On Fri, Apr 19, 2013 at 5:40 PM, Solomon Hykes notifications@github.comwrote:

I have heard a lot of requests for supporting BTRFS as an alternative
layering backend.

I heard the following arguments:

"BTRFS is part of upstream kernel, which means docker would be usable
on more systems"

"Performance is better in use cas X/Y/Z"

My existing production system uses BTRFS, it would be easier to start
using docker

BTRFS's design is more elegant and sustainable than AUFS, which
patches the vfs layer

It would solve the "stale NFS handle" issue

If you have an opinion on the matter, let me know!


Reply to this email directly or view it on GitHubhttps://github.com/dotcloud/docker/issues/443
.

@passy
Contributor
passy commented Apr 30, 2013

It looks like AUFS won't be part of the 3.9 kernel series in Ubuntu, so it would be a good opportunity to look into alternatives. With BTRFS being available as part of upstream is one giant plus.

@shykes
Contributor
shykes commented Apr 30, 2013

So far I have run into 3 issues with btrfs. I'm a btrfs newbie, so all 3
might be solvable.

  1. Multi-layer union mounts. I didn't find a way to do union mounts with an
    arbitrary number of layers.

  2. File-based layers. Docker stores and moves layers as tarballs with a
    full copy of all files changes, plus special "whiteout" metadata to express
    file removal. On the other hand, btrfs stores snapshots at the block level.
    I think I know how to extract well-formed layers from btrfs snapshots
    (get list of files changed on a given snapshot, use that as a filter to
    create a partial tarball of the mountpoint), as well as the reverse
    operation (create snapshot, apply tarball). But I haven't tested it yet. It
    also poses the problem of imperfect interop. Untar-ing layers on top of
    each other is not exactly the same as mounting them on top of each other
    with aufs.

  3. Freedom of block-level filesystem. One great thing about aufs: it
    doesn't care how your block devices are formatted. You can just drop
    /var/lib/docker on whatever filesystem happens to be there, and it should
    just work. Contrast this with btrfs, which requires a duly formatted block
    device. Would this mean Docker would only work on btrfs-formatted
    devices? Seems like a harsh barrier to entry.

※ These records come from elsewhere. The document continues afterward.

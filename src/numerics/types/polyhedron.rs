// src/numerics/types/polyhedron.rs

use serde::{Deserialize, Serialize};

use super::traits::FloatingPoint;
use super::vector::Vector3;

/// An ordered, growable list of vertices.
///
/// No faces, winding, or convexity are tracked or checked.
#[derive(Debug, Clone, PartialEq, Default, Serialize, Deserialize)]
pub struct Polyhedron<T: FloatingPoint = f32> {
    pub vertices: Vec<Vector3<T>>,
}

impl<T: FloatingPoint> Polyhedron<T> {
    pub fn new() -> Self {
        Self { vertices: Vec::new() }
    }

    pub fn with_capacity(capacity: usize) -> Self {
        Self { vertices: Vec::with_capacity(capacity) }
    }

    pub fn push(&mut self, vertex: Vector3<T>) {
        self.vertices.push(vertex);
    }

    pub fn len(&self) -> usize {
        self.vertices.len()
    }

    pub fn is_empty(&self) -> bool {
        self.vertices.is_empty()
    }

    pub fn vertices(&self) -> &[Vector3<T>] {
        &self.vertices
    }

    pub fn iter(&self) -> core::slice::Iter<'_, Vector3<T>> {
        self.vertices.iter()
    }
}

impl<T: FloatingPoint> FromIterator<Vector3<T>> for Polyhedron<T> {
    fn from_iter<I: IntoIterator<Item = Vector3<T>>>(iter: I) -> Self {
        Self { vertices: iter.into_iter().collect() }
    }
}

impl<T: FloatingPoint> Extend<Vector3<T>> for Polyhedron<T> {
    fn extend<I: IntoIterator<Item = Vector3<T>>>(&mut self, iter: I) {
        self.vertices.extend(iter);
    }
}

impl<'a, T: FloatingPoint> IntoIterator for &'a Polyhedron<T> {
    type Item = &'a Vector3<T>;
    type IntoIter = core::slice::Iter<'a, Vector3<T>>;

    fn into_iter(self) -> Self::IntoIter {
        self.vertices.iter()
    }
}

#[cfg(test)]
mod tests {
    use super::*;
    use crate::numerics::types::vector::vector3;

    #[test]
    fn test_push_preserves_order() {
        let mut poly = Polyhedron::<f32>::new();
        assert!(poly.is_empty());

        poly.push(Vector3::XAXIS);
        poly.push(Vector3::YAXIS);
        poly.push(Vector3::ZAXIS);

        assert_eq!(poly.len(), 3);
        assert_eq!(poly.vertices(), &[Vector3::XAXIS, Vector3::YAXIS, Vector3::ZAXIS]);
    }

    #[test]
    fn test_collect_and_extend() {
        let mut poly: Polyhedron<f64> = (0..4).map(|i| vector3(i as f64, 0.0, 0.0)).collect();
        poly.extend([vector3(0.0, 1.0, 0.0)]);

        assert_eq!(poly.len(), 5);
        let xs: Vec<f64> = poly.iter().map(|v| v[0]).collect();
        assert_eq!(xs, vec![0.0, 1.0, 2.0, 3.0, 0.0]);

        let mut count = 0;
        for _ in &poly {
            count += 1;
        }
        assert_eq!(count, 5);
    }

    #[test]
    fn test_bincode_roundtrip() {
        let config = bincode::config::standard();
        let poly: Polyhedron = [Vector3::XAXIS, -Vector3::ZAXIS].into_iter().collect();

        let encoded = bincode::serde::encode_to_vec(&poly, config).unwrap();
        let (decoded, _len): (Polyhedron, _) =
            bincode::serde::decode_from_slice(&encoded, config).unwrap();
        assert_eq!(poly, decoded);
    }
}
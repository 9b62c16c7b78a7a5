// src/numerics/types/tolerance.rs

use serde::{Deserialize, Serialize};

use super::error::NumericsError;
use super::traits::FloatingPoint;

/// Tolerances for approximate comparisons and plane classification.
///
/// Deserializable so callers can keep it in their own configuration files.
/// Deserialization goes through [`Tolerance::new`], so a negative or NaN epsilon
/// is rejected at load time. Missing fields fall back to `T::DEFAULT_EPSILON`.
#[derive(Debug, Clone, Copy, PartialEq, Serialize, Deserialize)]
#[serde(try_from = "RawTolerance<T>", bound(deserialize = "T: Deserialize<'de>"))]
pub struct Tolerance<T: FloatingPoint = f32> {
    approximate: T,
    classification: T,
}

/// Unvalidated wire form of [`Tolerance`].
#[derive(Deserialize)]
#[serde(default)]
struct RawTolerance<T: FloatingPoint> {
    approximate: T,
    classification: T,
}

impl<T: FloatingPoint> Default for RawTolerance<T> {
    fn default() -> Self {
        Self {
            approximate: T::DEFAULT_EPSILON,
            classification: T::DEFAULT_EPSILON,
        }
    }
}

impl<T: FloatingPoint> TryFrom<RawTolerance<T>> for Tolerance<T> {
    type Error = NumericsError;

    fn try_from(raw: RawTolerance<T>) -> Result<Self, NumericsError> {
        Self::new(raw.approximate, raw.classification)
    }
}

impl<T: FloatingPoint> Default for Tolerance<T> {
    fn default() -> Self {
        Self {
            approximate: T::DEFAULT_EPSILON,
            classification: T::DEFAULT_EPSILON,
        }
    }
}

impl<T: FloatingPoint> Tolerance<T> {
    /// Validated constructor; both epsilons must be non-negative.
    pub fn new(approximate: T, classification: T) -> Result<Self, NumericsError> {
        if !(approximate >= T::ZERO && classification >= T::ZERO) {
            tracing::debug!(?approximate, ?classification, "rejecting negative tolerance");
            return Err(NumericsError::NegativeTolerance);
        }
        Ok(Self { approximate, classification })
    }

    /// Per-component epsilon for `is_approx_equal_with` checks
    pub fn approximate(&self) -> T {
        self.approximate
    }

    /// Half-width of the band around a plane that classifies as `Side::On`
    pub fn classification(&self) -> T {
        self.classification
    }
}
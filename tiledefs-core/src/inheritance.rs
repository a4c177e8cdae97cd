//! Inheritance resolution
//!
//! Resolving a definition merges its whole parent chain into a fresh copy:
//! parents are resolved first, then merged field-wise into the child. Stored
//! definitions are never mutated, so readers never observe a half-merged
//! record.
//!
//! Each [`InheritanceResolver`] owns its bookkeeping: the chain of names
//! currently being resolved (a name seen twice on it is a cycle) and the
//! definitions already resolved (so diamond-shaped graphs reuse the shared
//! ancestor instead of tripping the cycle check). Concurrent resolutions use
//! separate resolvers and never share that state.

use std::collections::HashMap;

use crate::definition::{Definition, DefinitionMap};
use crate::error::{DefsError, Result};

/// Resolves definitions against a name lookup
///
/// The lookup returns the raw (or already resolved) definition for a name
/// and must already encapsulate any fallback across customization keys.
pub struct InheritanceResolver<F> {
    lookup: F,
    resolved: HashMap<String, Definition>,
    in_progress: Vec<String>,
}

impl<F> InheritanceResolver<F>
where
    F: FnMut(&str) -> Result<Option<Definition>>,
{
    pub fn new(lookup: F) -> Self {
        Self {
            lookup,
            resolved: HashMap::new(),
            in_progress: Vec::new(),
        }
    }

    /// Resolve one definition, returning a fully merged copy
    ///
    /// Definitions that extend nothing or were already resolved come back
    /// unchanged.
    pub fn resolve(&mut self, definition: &Definition) -> Result<Definition> {
        if definition.is_resolved() {
            return Ok(definition.clone());
        }

        let name = definition.display_name().to_string();
        if let Some(done) = self.resolved.get(&name) {
            if definition.name.is_some() {
                return Ok(done.clone());
            }
        }

        if self.in_progress.contains(&name) {
            let mut chain = self.in_progress.clone();
            chain.push(name.clone());
            let start = chain.iter().position(|n| *n == name).unwrap_or(0);
            return Err(DefsError::CircularInheritance {
                definition: name,
                chain: chain.split_off(start),
            });
        }

        let Some(parent_name) = definition.extends.clone() else {
            return Ok(definition.clone());
        };

        self.in_progress.push(name.clone());
        let result = self.merge_with_parent(definition, &name, &parent_name);
        self.in_progress.pop();

        let merged = result?;
        if definition.name.is_some() {
            self.resolved.insert(name, merged.clone());
        }
        Ok(merged)
    }

    fn merge_with_parent(
        &mut self,
        definition: &Definition,
        name: &str,
        parent_name: &str,
    ) -> Result<Definition> {
        let parent = match self.resolved.get(parent_name) {
            Some(parent) => parent.clone(),
            None => {
                let raw = (self.lookup)(parent_name)?.ok_or_else(|| DefsError::MissingAncestor {
                    definition: name.to_string(),
                    ancestor: parent_name.to_string(),
                })?;
                self.resolve(&raw)?
            }
        };

        let mut merged = definition.clone();
        merged.inherit(&parent);
        merged.mark_resolved();

        tracing::trace!(definition = %name, parent = %parent_name, "resolved inheritance");
        Ok(merged)
    }
}

/// Resolve every definition of a set against the set itself
///
/// Each definition is resolved exactly once; parents are resolved before
/// their children and shared ancestors are reused.
pub fn resolve_all(definitions: &DefinitionMap) -> Result<DefinitionMap> {
    let mut resolver =
        InheritanceResolver::new(|name: &str| Ok(definitions.get(name).cloned()));

    definitions
        .iter()
        .map(|(name, definition)| Ok((name.clone(), resolver.resolve(definition)?)))
        .collect()
}
//! Configuration for the definition engine

use std::fs;
use std::path::{Path, PathBuf};

use serde::{Deserialize, Serialize};

use crate::error::{DefsError, Result};
use crate::pattern::PatternKind;

/// Main engine configuration
#[derive(Debug, Clone, Default, Serialize, Deserialize)]
pub struct EngineConfig {
    /// Check sources for changes before every lookup
    #[serde(default)]
    pub refresh_enabled: bool,

    /// Pattern configuration
    #[serde(default)]
    pub patterns: PatternConfig,

    /// Definition files, in registration order
    #[serde(default)]
    pub sources: Vec<SourceConfig>,
}

impl EngineConfig {
    /// Parse a configuration from JSON text
    pub fn from_json(json: &str) -> Result<Self> {
        let config: Self = serde_json::from_str(json).map_err(|e| DefsError::InvalidConfig {
            reason: e.to_string(),
        })?;
        config.validate()?;
        Ok(config)
    }

    /// Load a configuration file
    ///
    /// Relative source paths are taken relative to the file's directory.
    pub fn from_file<P: AsRef<Path>>(path: P) -> Result<Self> {
        let path = path.as_ref();
        let content = fs::read_to_string(path).map_err(|e| DefsError::Io {
            path: path.display().to_string(),
            reason: e.to_string(),
        })?;

        let mut config = Self::from_json(&content)?;
        if let Some(base) = path.parent() {
            for source in &mut config.sources {
                if source.path.is_relative() {
                    source.path = base.join(&source.path);
                }
            }
        }
        Ok(config)
    }

    pub fn with_refresh(mut self, enabled: bool) -> Self {
        self.refresh_enabled = enabled;
        self
    }

    pub fn with_source<P: Into<PathBuf>>(mut self, path: P) -> Self {
        self.sources.push(SourceConfig { path: path.into() });
        self
    }

    pub fn with_patterns(mut self, patterns: PatternConfig) -> Self {
        self.patterns = patterns;
        self
    }

    /// Reject configurations the engine cannot honor
    pub fn validate(&self) -> Result<()> {
        let families = &self.patterns.families;
        for (index, kind) in families.iter().enumerate() {
            if families[..index].contains(kind) {
                return Err(DefsError::InvalidConfig {
                    reason: format!("pattern family '{}' listed twice", kind),
                });
            }
        }
        Ok(())
    }
}

/// Pattern configuration
#[derive(Debug, Clone, PartialEq, Eq, Serialize, Deserialize)]
pub struct PatternConfig {
    /// Enabled pattern families; earlier families take precedence
    #[serde(default = "default_families")]
    pub families: Vec<PatternKind>,

    /// Treat unprefixed names containing `*` as wildcard patterns
    #[serde(default = "default_true")]
    pub bare_wildcards: bool,
}

fn default_true() -> bool { true }

fn default_families() -> Vec<PatternKind> {
    vec![PatternKind::Wildcard, PatternKind::Regexp]
}

impl Default for PatternConfig {
    fn default() -> Self {
        Self {
            families: default_families(),
            bare_wildcards: true,
        }
    }
}

/// A definition file source
#[derive(Debug, Clone, Serialize, Deserialize)]
pub struct SourceConfig {
    /// Root-locale file; localized siblings are found next to it
    pub path: PathBuf,
}

#[cfg(test)]
mod tests {
    use super::*;

    #[test]
    fn test_defaults() {
        let config = EngineConfig::from_json("{}").unwrap();
        assert!(!config.refresh_enabled);
        assert_eq!(config.patterns, PatternConfig::default());
        assert!(config.sources.is_empty());
    }

    #[test]
    fn test_full_config() {
        let config = EngineConfig::from_json(
            r#"{
                "refresh_enabled": true,
                "patterns": { "families": ["regexp"], "bare_wildcards": false },
                "sources": [{ "path": "defs/tiles.json" }, { "path": "defs/extra.json" }]
            }"#,
        )
        .unwrap();

        assert!(config.refresh_enabled);
        assert_eq!(config.patterns.families, vec![PatternKind::Regexp]);
        assert!(!config.patterns.bare_wildcards);
        assert_eq!(config.sources[1].path, PathBuf::from("defs/extra.json"));
    }

    #[test]
    fn test_duplicate_family_rejected() {
        let err = EngineConfig::from_json(r#"{"patterns": {"families": ["wildcard", "wildcard"]}}"#)
            .unwrap_err();
        assert_eq!(err.error_code(), "INVALID_CONFIG");
    }

    #[test]
    fn test_unknown_family_rejected() {
        assert!(EngineConfig::from_json(r#"{"patterns": {"families": ["glob"]}}"#).is_err());
    }

    #[test]
    fn test_from_file_resolves_relative_sources() {
        let dir = std::env::temp_dir().join(format!("tiledefs-config-{}", uuid::Uuid::new_v4()));
        fs::create_dir_all(&dir).unwrap();
        let path = dir.join("engine.json");
        fs::write(&path, r#"{"sources": [{"path": "tiles.json"}]}"#).unwrap();

        let config = EngineConfig::from_file(&path).unwrap();
        assert_eq!(config.sources[0].path, dir.join("tiles.json"));

        fs::remove_dir_all(&dir).ok();
    }
}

Possible solutions:

     a) Support both aufs and btrfs (interop would have to be perfect)
     b) Support a degraded mode with regular copy (layers could not be

reused, but this could be used for final use in production for example, or
on older kernels with no COW support)
c) Dev mode with loop-mounted sparse file. This could be great for
builds & dev usage where disk IO is not critical.

All in all, it looks doable, although it would be non-trivial. But if we
want to expand the number of servers which can run Docker, we might not
have any other choice.

On Tue, Apr 30, 2013 at 12:09 AM, Pascal Hartig notifications@github.comwrote:

It looks like AUFS won't be part of the 3.9 kernel series in Ubuntu, so it
would be a good opportunity to look into alternatives. With BTRFS being
available as part of upstream is one giant plus.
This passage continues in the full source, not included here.